2a. Download the configuration files

To replicate the results presented in Understanding the Dependence of Perception Model Competency on Regions in an Image, download the models folder from here and place it in the main directory (explainable-competency). This folder contains the model architectures and training parameters used to train the classification models used in this paper. If you want to modify the configurations to train new models, go through steps 2b and 2c. Otherwise, skip to step 2d.

2b. Define the model architecture

Create a JSON file defining your model architecture using the example given in perception/network/layers.json. Currently, you can define simple model architectures composed of convolutional, pooling, and fully-connected (linear) layers with linear, relu, hyperbolic tangent, sigmoid, and softmax activation functions. You can also add a flattening layer in between other layers. For convolutional layers, you must specify the number of input and output channels and the kernel size. For pooling layers, you must specify the pooling function (max or average) and the kernel size. Finally, for fully-connected layers, you must specify the number of input and output nodes.

2c. Define the training parameters

Create a config file defining your training parameters using the example given in perception/network/train.config. You must specify the optimizer (sgd or adam), as well as the relevant optimizer parameters. Here you should also specify the desired loss function, number of epochs, and training/test batch sizes.

2d. Train the classification model

You can train your model using the train script in the network folder:

python perception/network/train.py --train_data lunar --output_dir models/lunar/classify/ --train_config models/lunar/classify/train.config --network_file models/lunar/classify/layers.json

The argument train_data is used to indicate which dataset should be used to train your classification model. Currently, only the emnist dataset is implemented, as well as a few custom datasets (lunar, speed, pavilion) that were used for evaluation in the paper. The argument output_dir is used to define where your trained model will be saved. (This should be models/<train_data>/classify if you downloaded the model folder in 2a.) The arguments network_file and train_config are used to specify the location of your model architecture json file (downloaded in step 2a or created in 2b) and training parameter config file (downloaded in step 2a or created in 2c). If you are using the downloaded models, then when prompted to overwrite the existing folder, you can type 'n'.

2e. Evaluate the classification model

You can evaluate your model using the test script in the network folder:

python perception/network/test.py --test_data lunar --model_dir models/lunar/classify/

The argument test_data is used to indicate which dataset should be used to evaluate your classification model. Currently, only the emnist dataset is implemented, as well as a few custom datasets (lunar, speed, and pavilion). The argument model_dir is used to specify where your trained classification model was saved. This should be the same location defined as the output_dir in step 2d.

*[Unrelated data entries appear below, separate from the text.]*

//! Parser for irregular human-written role strings with embedded date ranges
//!
//! Archive lineup tables carry strings such as
//! `"Bass (1989-2004, 2007, 2017-present)"` or `"Guitars (earlier), Vocals"`.
//! This module turns them into ordered `(role, [span...])` records.
//! Malformed tokens are dropped at debug log level; partial data is always
//! preferred over failing the whole entity.

use serde::{Deserialize, Serialize};

/// One bound of a time span
#[derive(Debug, Clone, Copy, PartialEq, Eq, Serialize, Deserialize)]
pub enum Bound {
    /// A concrete calendar year
    Year(u16),

    /// Open-ended bound, written "present" in the source
    Present,

    /// The source marked the bound as unknown ("?")
    Unknown,
}

impl Bound {
    /// Returns the concrete year, if this bound has one
    pub fn year(&self) -> Option<u16> {
        match self {
            Self::Year(y) => Some(*y),
            _ => None,
        }
    }
}

/// A (start, end) pair of bounds
#[derive(Debug, Clone, Copy, PartialEq, Eq, Serialize, Deserialize)]
pub struct TimeSpan {
    pub start: Bound,
    pub end: Bound,
}

impl TimeSpan {
    pub fn new(start: Bound, end: Bound) -> Self {
        Self { start, end }
    }

    /// Single-year span
    pub fn year(y: u16) -> Self {
        Self::new(Bound::Year(y), Bound::Year(y))
    }

    /// Returns true if either bound is unknown
    pub fn has_unknown_bound(&self) -> bool {
        self.start == Bound::Unknown || self.end == Bound::Unknown
    }

    /// Span length in years, inclusive of neither bound being concrete.
    ///
    /// Spans with an unknown or open-ended bound are retained in records but
    /// excluded from duration arithmetic, so this returns None for them.
    pub fn duration_years(&self) -> Option<u16> {
        match (self.start, self.end) {
            (Bound::Year(s), Bound::Year(e)) if e >= s => Some(e - s),
            _ => None,
        }
    }
}

/// One role with its ordered spans, as parsed from a raw role string
#[derive(Debug, Clone, PartialEq, Eq)]
pub struct RoleSpans {
    pub role: String,
    pub spans: Vec<TimeSpan>,
}

/// Parses a raw role string into ordered (role, spans) records.
///
/// The grammar is irregular, so parsing is shape-driven:
/// 1. Split on `"),"` boundaries, re-appending the closing parenthesis to
///    every segment but the last. This keeps digitless parenthetical
///    qualifiers like `"(earlier)"` attached to their role.
/// 2. A segment with no digit is a bare role with no spans.
/// 3. Otherwise the segment splits on `"("`; qualifier groups without digits
///    are descriptive (e.g. `"(Session)"`) and fold back into the role
///    label, while digit-bearing groups are span lists.
/// 4. Span tokens are classified by shape; anything unrecognized is skipped.
pub fn parse_role_spans(raw: &str) -> Vec<RoleSpans> {
    let raw = raw.trim();
    if raw.is_empty() {
        return Vec::new();
    }

    let mut out = Vec::new();

    let segments: Vec<String> = split_segments(raw);
    for segment in &segments {
        let segment = segment.trim();
        if segment.is_empty() {
            continue;
        }

        if !segment.chars().any(|c| c.is_ascii_digit()) {
            out.push(RoleSpans {
                role: segment.trim_end_matches(',').trim().to_string(),
                spans: Vec::new(),
            });
            continue;
        }

        out.push(parse_segment(segment));
    }

    out
}

/// Splits the raw string on `"),"` and restores the parenthesis on all but
/// the last piece.
fn split_segments(raw: &str) -> Vec<String> {
    let pieces: Vec<&str> = raw.split("),").collect();
    let last = pieces.len() - 1;
    pieces
        .into_iter()
        .enumerate()
        .map(|(i, p)| {
            if i < last {
                format!("{})", p)
            } else {
                p.to_string()
            }
        })
        .collect()
}

/// Parses one digit-bearing segment into a role label and its spans.
fn parse_segment(segment: &str) -> RoleSpans {
    let mut parts = segment.split('(');

    // Everything before the first parenthesis is the role prefix. Multiple
    // roles sharing one span group ("Drums, Vocals (1990-1995)") stay a
    // single combined label.
    let mut role = parts.next().unwrap_or("").trim().to_string();
    let mut spans = Vec::new();

    for group in parts {
        let group = group.trim().trim_end_matches(')').trim();
        if group.is_empty() {
            continue;
        }

        if !group.chars().any(|c| c.is_ascii_digit()) {
            // Descriptive qualifier, part of the role label
            if role.is_empty() {
                role = format!("({})", group);
            } else {
                role = format!("{} ({})", role, group);
            }
            continue;
        }

        for token in group.split(',') {
            let token = token.trim();
            if token.is_empty() {
                continue;
            }
            match parse_span_token(token) {
                Some(span) => spans.push(span),
                None => {
                    tracing::debug!("Skipping unrecognized span token: {:?}", token);
                }
            }
        }
    }

    RoleSpans {
        role: role.trim_end_matches(',').trim().to_string(),
        spans,
    }
}

/// Classifies one span token by shape.
///
/// * `1989` → single-year span
/// * `1989-2004` → explicit range
/// * `1989-present` → explicit start, open end
/// * `?-1993`, `1989-?`, `?-?` → unknown bound on the `?` side
fn parse_span_token(token: &str) -> Option<TimeSpan> {
    if let Some(year) = parse_year(token) {
        return Some(TimeSpan::year(year));
    }

    let (left, right) = token.split_once('-')?;
    let left = left.trim();
    let right = right.trim();

    let start = if left == "?" {
        Bound::Unknown
    } else {
        Bound::Year(parse_year(left)?)
    };

    let end = if right == "?" {
        Bound::Unknown
    } else if right.eq_ignore_ascii_case("present") {
        Bound::Present
    } else {
        Bound::Year(parse_year(right)?)
    };

    Some(TimeSpan::new(start, end))
}

/// Parses a token that is exactly four digits.
fn parse_year(token: &str) -> Option<u16> {
    if token.len() == 4 && token.chars().all(|c| c.is_ascii_digit()) {
        token.parse().ok()
    } else {
        None
    }
}

#[cfg(test)]
mod tests {
    use super::*;

    fn spans(raw: &str) -> Vec<RoleSpans> {
        parse_role_spans(raw)
    }

    #[test]
    fn test_bare_role_no_spans() {
        let parsed = spans("Guitars");
        assert_eq!(parsed.len(), 1);
        assert_eq!(parsed[0].role, "Guitars");
        assert!(parsed[0].spans.is_empty());
    }

    #[test]
    fn test_single_year() {
        let parsed = spans("Drums (1993)");
        assert_eq!(parsed[0].role, "Drums");
        assert_eq!(parsed[0].spans, vec![TimeSpan::year(1993)]);
    }

    #[test]
    fn test_explicit_range_roundtrip() {
        let parsed = spans("Vocals (1989-2004)");
        assert_eq!(
            parsed[0].spans,
            vec![TimeSpan::new(Bound::Year(1989), Bound::Year(2004))]
        );
    }

    #[test]
    fn test_mixed_span_group() {
        // Concrete scenario: "Bass (1989-2004, 2007, 2017-present)"
        let parsed = spans("Bass (1989-2004, 2007, 2017-present)");
        assert_eq!(parsed.len(), 1);
        assert_eq!(parsed[0].role, "Bass");
        assert_eq!(
            parsed[0].spans,
            vec![
                TimeSpan::new(Bound::Year(1989), Bound::Year(2004)),
                TimeSpan::year(2007),
                TimeSpan::new(Bound::Year(2017), Bound::Present),
            ]
        );
    }

    #[test]
    fn test_present_is_never_a_year() {
        let parsed = spans("Bass (2017-present)");
        assert_eq!(parsed[0].spans[0].end, Bound::Present);
        assert_eq!(parsed[0].spans[0].end.year(), None);

        let parsed = spans("Bass (2017-Present)");
        assert_eq!(parsed[0].spans[0].end, Bound::Present);
    }

    #[test]
    fn test_unknown_bounds() {
        let parsed = spans("Keyboards (?-?)");
        assert_eq!(
            parsed[0].spans,
            vec![TimeSpan::new(Bound::Unknown, Bound::Unknown)]
        );

        let parsed = spans("Keyboards (?-1993)");
        assert_eq!(
            parsed[0].spans,
            vec![TimeSpan::new(Bound::Unknown, Bound::Year(1993))]
        );

        let parsed = spans("Keyboards (1990-?)");
        assert_eq!(
            parsed[0].spans,
            vec![TimeSpan::new(Bound::Year(1990), Bound::Unknown)]
        );
    }

    #[test]
    fn test_unknown_excluded_from_duration() {
        let span = TimeSpan::new(Bound::Year(1990), Bound::Unknown);
        assert!(span.has_unknown_bound());
        assert_eq!(span.duration_years(), None);

        let span = TimeSpan::new(Bound::Year(1990), Bound::Year(1995));
        assert_eq!(span.duration_years(), Some(5));
    }

    #[test]
    fn test_multiple_roles_with_separate_spans() {
        let parsed = spans("Guitars (1988-1995), Bass (1995-2001)");
        assert_eq!(parsed.len(), 2);
        assert_eq!(parsed[0].role, "Guitars");
        assert_eq!(
            parsed[0].spans,
            vec![TimeSpan::new(Bound::Year(1988), Bound::Year(1995))]
        );
        assert_eq!(parsed[1].role, "Bass");
        assert_eq!(
            parsed[1].spans,
            vec![TimeSpan::new(Bound::Year(1995), Bound::Year(2001))]
        );
    }

    #[test]
    fn test_combined_roles_share_one_span_group() {
        // Both roles stay one combined label with the same spans
        let parsed = spans("Drums, Vocals (1990-1995)");
        assert_eq!(parsed.len(), 1);
        assert_eq!(parsed[0].role, "Drums, Vocals");
        assert_eq!(
            parsed[0].spans,
            vec![TimeSpan::new(Bound::Year(1990), Bound::Year(1995))]
        );
    }

    #[test]
    fn test_digitless_qualifier_folds_into_role() {
        let parsed = spans("Guitars (Session) (1999)");
        assert_eq!(parsed.len(), 1);
        assert_eq!(parsed[0].role, "Guitars (Session)");
        assert_eq!(parsed[0].spans, vec![TimeSpan::year(1999)]);
    }

    #[test]
    fn test_digitless_qualifier_roles_preserved() {
        let parsed = spans("Guitars (earlier), Bass (later)");
        assert_eq!(parsed.len(), 2);
        assert_eq!(parsed[0].role, "Guitars (earlier)");
        assert!(parsed[0].spans.is_empty());
        assert_eq!(parsed[1].role, "Bass (later)");
        assert!(parsed[1].spans.is_empty());
    }

    #[test]
    fn test_trailing_role_without_parenthesis() {
        let parsed = spans("Guitars (1990-1992), Vocals");
        assert_eq!(parsed.len(), 2);
        assert_eq!(parsed[1].role, "Vocals");
        assert!(parsed[1].spans.is_empty());
    }

    #[test]
    fn test_malformed_tokens_skipped_not_fatal() {
        // Stray annotation text inside the span group is dropped silently
        let parsed = spans("Bass (1990, as guest, 1992-1994)");
        assert_eq!(parsed.len(), 1);
        assert_eq!(
            parsed[0].spans,
            vec![
                TimeSpan::year(1990),
                TimeSpan::new(Bound::Year(1992), Bound::Year(1994)),
            ]
        );
    }

    #[test]
    fn test_empty_tokens_from_stray_commas_skipped() {
        let parsed = spans("Bass (,1990, ,1992)");
        assert_eq!(
            parsed[0].spans,
            vec![TimeSpan::year(1990), TimeSpan::year(1992)]
        );
    }

    #[test]
    fn test_three_digit_year_rejected() {
        let parsed = spans("Bass (999)");
        assert_eq!(parsed.len(), 1);
        assert!(parsed[0].spans.is_empty());
    }

    #[test]
    fn test_empty_input() {
        assert!(spans("").is_empty());
        assert!(spans("   ").is_empty());
    }
}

3) Generate Competency Estimator

3a. Train the competency estimator

You can train a competency estimator for your classification model using the train script in the competency folder:

python perception/competency/train.py --train_data lunar --model_dir models/lunar/classify/

The argument train_data is used to indicate which dataset should be used to train your classification model. Currently, only the emnist dataset is implemented, as well as a few custom datasets (lunar, speed, and pavilion). The argument model_dir is used to specify where your trained classification model was saved and where your competency estimator will be saved. This should be the same location defined as the output_dir in step 2d.

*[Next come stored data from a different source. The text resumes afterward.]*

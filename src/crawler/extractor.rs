//! Anchor-based entity extraction
//!
//! Extraction walks a fetched document by locating named structural markers
//! (the entity-name header, the info list, the lineup table, the related
//! list) rather than fixed coordinates, and reads content relative to each
//! anchor. A missing required anchor makes the one document unusable; a
//! missing optional field degrades to `None`.
//!
//! Parsing is fully synchronous: `scraper::Html` is not `Send`, so it never
//! crosses an await point. Sub-entities discovered inline are returned as
//! pending stubs for the worker to resolve within the same unit of work.

use crate::model::{
    parse_role_spans, EntityKind, EntityRecord, EntityStub, RelationDescriptor, RelationStatus,
};
use scraper::{ElementRef, Html, Selector};
use thiserror::Error;

/// Extraction failure for one document
#[derive(Debug, Error)]
pub enum ExtractError {
    /// A required structural anchor is absent; the document is unusable
    #[error("Required anchor missing: {0}")]
    MissingAnchor(&'static str),

    /// The reference does not name a known entity kind
    #[error("Unknown entity kind for reference: {0}")]
    UnknownKind(String),
}

/// Result of extracting one document
#[derive(Debug, Clone)]
pub struct Extraction {
    pub record: EntityRecord,
    pub relations: Vec<RelationDescriptor>,

    /// Sub-entities referenced inline, not yet fetched. The worker resolves
    /// these within the same unit of work; whatever stays unresolved is
    /// recorded on the committed record as a stub.
    pub pending_stubs: Vec<EntityStub>,
}

/// Extracts a normalized entity record from a fetched document body.
pub fn extract_entity(body: &str, reference: &str) -> Result<Extraction, ExtractError> {
    let kind = EntityKind::from_reference(reference)
        .ok_or_else(|| ExtractError::UnknownKind(reference.to_string()))?;

    let document = Html::parse_document(body);

    // The primary name header is the one hard requirement
    let name = extract_name(&document).ok_or(ExtractError::MissingAnchor("entity-name"))?;

    let mut record = EntityRecord::new(kind, reference, &name);
    apply_info_fields(&document, &mut record);

    let mut relations = Vec::new();
    let mut pending_stubs = Vec::new();

    extract_lineup(&document, kind, reference, &mut relations, &mut pending_stubs);
    extract_related(&document, reference, &mut relations, &mut pending_stubs);

    Ok(Extraction {
        record,
        relations,
        pending_stubs,
    })
}

/// Reads the required `h1.entity-name` anchor.
fn extract_name(document: &Html) -> Option<String> {
    let selector = Selector::parse("h1.entity-name").ok()?;
    document
        .select(&selector)
        .next()
        .map(|el| el.text().collect::<String>().trim().to_string())
        .filter(|s| !s.is_empty())
}

/// Reads the `#entity-info` definition list into the record's detail fields.
///
/// Fields the archive marks "N/A" or "Unknown" degrade to `None` rather
/// than carrying the placeholder text forward.
fn apply_info_fields(document: &Html, record: &mut EntityRecord) {
    let (Ok(dt_sel), Ok(dd_sel)) = (
        Selector::parse("#entity-info dt"),
        Selector::parse("#entity-info dd"),
    ) else {
        return;
    };

    let labels = document.select(&dt_sel);
    let values = document.select(&dd_sel);

    for (label_el, value_el) in labels.zip(values) {
        let label = label_el.text().collect::<String>().trim().to_lowercase();
        let value = value_el.text().collect::<String>().trim().to_string();

        let value = match value.as_str() {
            "" | "N/A" | "Unknown" | "unknown" => None,
            _ => Some(value),
        };

        match label.as_str() {
            "country" => record.country = value,
            "genre" => record.genre = value,
            "formed" | "formed in" => {
                record.formed_year = value.as_deref().and_then(parse_year_field)
            }
            "real name" => record.real_name = value,
            "birthplace" | "origin" => record.birthplace = value,
            "year" | "release year" => {
                record.release_year = value.as_deref().and_then(parse_year_field)
            }
            "label" => record.label_name = value,
            other => {
                tracing::debug!("Ignoring unrecognized info field: {:?}", other);
            }
        }
    }
}

fn parse_year_field(value: &str) -> Option<u16> {
    let digits: String = value.chars().filter(|c| c.is_ascii_digit()).collect();
    if digits.len() == 4 {
        digits.parse().ok()
    } else {
        None
    }
}

/// Reads the `#lineup` table into relation descriptors.
///
/// On a band page each row names an artist; on an artist page each row names
/// a band. The relation subject is always the artist side so the stored
/// direction does not depend on which page produced it.
fn extract_lineup(
    document: &Html,
    page_kind: EntityKind,
    page_ref: &str,
    relations: &mut Vec<RelationDescriptor>,
    pending_stubs: &mut Vec<EntityStub>,
) {
    let (Ok(row_sel), Ok(link_sel), Ok(role_sel)) = (
        Selector::parse("table#lineup tr"),
        Selector::parse("a[href]"),
        Selector::parse("td.role"),
    ) else {
        return;
    };

    for row in document.select(&row_sel) {
        let status = row
            .value()
            .attr("class")
            .map(RelationStatus::from_section_class)
            .unwrap_or(RelationStatus::Unknown);

        let Some(link) = row.select(&link_sel).next() else {
            continue;
        };
        let Some((linked_ref, linked_name)) = linked_entity(link) else {
            continue;
        };

        let Some(linked_kind) = EntityKind::from_reference(&linked_ref) else {
            tracing::debug!("Skipping lineup link with unknown kind: {}", linked_ref);
            continue;
        };

        let (subject_ref, object_ref) = match page_kind {
            EntityKind::Artist => (page_ref.to_string(), linked_ref.clone()),
            _ => (linked_ref.clone(), page_ref.to_string()),
        };

        let role_text = row
            .select(&role_sel)
            .next()
            .map(|el| el.text().collect::<String>().trim().to_string())
            .unwrap_or_default();

        let parsed = parse_role_spans(&role_text);
        if parsed.is_empty() {
            // Row with no usable role text still carries the relationship
            relations.push(RelationDescriptor {
                subject_ref,
                object_ref,
                role: "Member".to_string(),
                status,
                spans: Vec::new(),
            });
        } else {
            for role_spans in parsed {
                relations.push(RelationDescriptor {
                    subject_ref: subject_ref.clone(),
                    object_ref: object_ref.clone(),
                    role: role_spans.role,
                    status,
                    spans: role_spans.spans,
                });
            }
        }

        pending_stubs.push(EntityStub {
            kind: linked_kind,
            reference: linked_ref,
            name: linked_name,
        });
    }
}

/// Reads the `ul#related` list into relations and stubs.
fn extract_related(
    document: &Html,
    page_ref: &str,
    relations: &mut Vec<RelationDescriptor>,
    pending_stubs: &mut Vec<EntityStub>,
) {
    let Ok(link_sel) = Selector::parse("ul#related li a[href]") else {
        return;
    };

    for link in document.select(&link_sel) {
        let Some((linked_ref, linked_name)) = linked_entity(link) else {
            continue;
        };
        let Some(linked_kind) = EntityKind::from_reference(&linked_ref) else {
            tracing::debug!("Skipping related link with unknown kind: {}", linked_ref);
            continue;
        };

        let role = link
            .value()
            .attr("data-role")
            .map(str::to_string)
            .unwrap_or_else(|| "Related".to_string());

        relations.push(RelationDescriptor {
            subject_ref: page_ref.to_string(),
            object_ref: linked_ref.clone(),
            role,
            status: RelationStatus::Unknown,
            spans: Vec::new(),
        });

        pending_stubs.push(EntityStub {
            kind: linked_kind,
            reference: linked_ref,
            name: linked_name,
        });
    }
}

/// Turns a link element into a (reference, display name) pair.
fn linked_entity(link: ElementRef<'_>) -> Option<(String, String)> {
    let href = link.value().attr("href")?.trim();
    let reference = reference_from_href(href)?;
    let name = link.text().collect::<String>().trim().to_string();
    if name.is_empty() {
        return None;
    }
    Some((reference, name))
}

/// Normalizes a href into a site-relative reference.
fn reference_from_href(href: &str) -> Option<String> {
    if href.is_empty() || href.starts_with('#') {
        return None;
    }

    let path = if let Some(rest) = href.split_once("://").map(|(_, r)| r) {
        // Absolute URL: drop the host, keep the path
        rest.split_once('/').map(|(_, p)| p)?
    } else {
        href.trim_start_matches('/')
    };

    let path = path.trim_start_matches('/').trim_end_matches('/');
    if path.is_empty() {
        None
    } else {
        Some(path.to_string())
    }
}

3b. Evaluate the competency estimator

You can evaluate your competency estimator using the test script in the competency folder:

python perception/competency/test.py --test_data lunar --model_dir models/lunar/classify/

The argument test_data is used to indicate which dataset should be used to evaluate your competency estimator. Currently, only the emnist dataset is implemented, as well as a few custom datasets (lunar, speed, and pavilion). The argument model_dir is used to specify where your trained classification model and competency estimator were saved. This should be the same location defined as the model_dir in step 3a. This script will generate a plot of the competency scores for correctly classified in-distribution data, misclassified in-distribution data, and OOD data, which will be saved in a folder called results/<test_data>/competency.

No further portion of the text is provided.